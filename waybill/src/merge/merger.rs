//! Page concatenation.
//!
//! Member documents are renumbered into one object space and their pages
//! hung under a fresh page tree, in member order. Whatever is no longer
//! reachable afterwards (the members' own catalogs, page trees and outlines)
//! is pruned.

use lopdf::{Document, Object, ObjectId, dictionary};

use crate::error::{Result, WaybillError};
use crate::page::{INHERITABLE_ATTRIBUTES, inherited_attribute};

/// Concatenate the pages of `documents`, in order, into a new document.
///
/// # Errors
///
/// Returns MergeFailed if `documents` is empty or the page tree cannot be
/// updated.
pub fn concatenate(documents: Vec<Document>) -> Result<Document> {
    if documents.is_empty() {
        return Err(WaybillError::merge_failed("No documents to concatenate"));
    }

    let mut merged = Document::with_version("1.7");
    let pages_id = merged.add_object(dictionary! {
        "Type" => "Pages",
        "Kids" => Vec::<Object>::new(),
        "Count" => 0,
    });
    let catalog_id = merged.add_object(dictionary! {
        "Type" => "Catalog",
        "Pages" => pages_id,
    });
    merged.trailer.set("Root", catalog_id);

    let mut max_id = merged.max_id;
    for mut doc in documents {
        materialize_inherited(&mut doc);

        // Renumber objects to avoid ID conflicts
        doc.renumber_objects_with(max_id + 1);
        max_id = doc.max_id;

        let doc_pages: Vec<ObjectId> = doc.get_pages().into_values().collect();
        merged.objects.extend(doc.objects);

        for &page_id in &doc_pages {
            if let Ok(page) = merged.get_dictionary_mut(page_id) {
                page.set("Parent", pages_id);
            }
        }
        add_pages_to_tree(&mut merged, &doc_pages)?;
    }
    merged.max_id = max_id;

    merged.prune_objects();
    merged.renumber_objects();

    Ok(merged)
}

/// Copy inherited page attributes onto each page, so pages survive being
/// moved out of their original page tree.
fn materialize_inherited(doc: &mut Document) {
    for page_id in doc.get_pages().into_values() {
        let missing: Vec<(&[u8], Object)> = match doc.get_dictionary(page_id) {
            Ok(page) => INHERITABLE_ATTRIBUTES
                .iter()
                .filter(|name| !page.has(name))
                .filter_map(|name| inherited_attribute(doc, page, name).map(|v| (*name, v)))
                .collect(),
            Err(_) => continue,
        };

        if let Ok(page) = doc.get_dictionary_mut(page_id) {
            for (name, value) in missing {
                page.set(name.to_vec(), value);
            }
        }
    }
}

/// Add pages to the merged document's page tree.
fn add_pages_to_tree(merged: &mut Document, page_ids: &[ObjectId]) -> Result<()> {
    let pages_id = merged
        .catalog()
        .and_then(|catalog| catalog.get(b"Pages"))
        .and_then(Object::as_reference)
        .map_err(|e| WaybillError::merge_failed(format!("Failed to get pages reference: {e}")))?;

    let pages = merged
        .get_dictionary_mut(pages_id)
        .map_err(|e| WaybillError::merge_failed(format!("Failed to get pages object: {e}")))?;

    match pages.get_mut(b"Kids") {
        Ok(Object::Array(kids)) => kids.extend(page_ids.iter().map(|&id| Object::Reference(id))),
        _ => return Err(WaybillError::merge_failed("Pages dictionary missing Kids array")),
    }

    let current_count = pages.get(b"Count").and_then(Object::as_i64).unwrap_or(0);
    pages.set("Count", current_count + page_ids.len() as i64);

    Ok(())
}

> TASK GOAL
With the line containing "Ok(page) => INHERITABLE_ATTRIBUTES" as the start and the last line of the entries as the end, print that whole span exactly.

> YOUR SOLUTION
            Ok(page) => INHERITABLE_ATTRIBUTES
                .iter()
                .filter(|name| !page.has(name))
                .filter_map(|name| inherited_attribute(doc, page, name).map(|v| (*name, v)))
                .collect(),
            Err(_) => continue,
        };

        if let Ok(page) = doc.get_dictionary_mut(page_id) {
            for (name, value) in missing {
                page.set(name.to_vec(), value);
            }
        }
    }
}

/// Add pages to the merged document's page tree.
fn add_pages_to_tree(merged: &mut Document, page_ids: &[ObjectId]) -> Result<()> {
    let pages_id = merged
        .catalog()
        .and_then(|catalog| catalog.get(b"Pages"))
        .and_then(Object::as_reference)
        .map_err(|e| WaybillError::merge_failed(format!("Failed to get pages reference: {e}")))?;

    let pages = merged
        .get_dictionary_mut(pages_id)
        .map_err(|e| WaybillError::merge_failed(format!("Failed to get pages object: {e}")))?;

    match pages.get_mut(b"Kids") {
        Ok(Object::Array(kids)) => kids.extend(page_ids.iter().map(|&id| Object::Reference(id))),
        _ => return Err(WaybillError::merge_failed("Pages dictionary missing Kids array")),
    }

    let current_count = pages.get(b"Count").and_then(Object::as_i64).unwrap_or(0);
    pages.set("Count", current_count + page_ids.len() as i64);

    Ok(())
}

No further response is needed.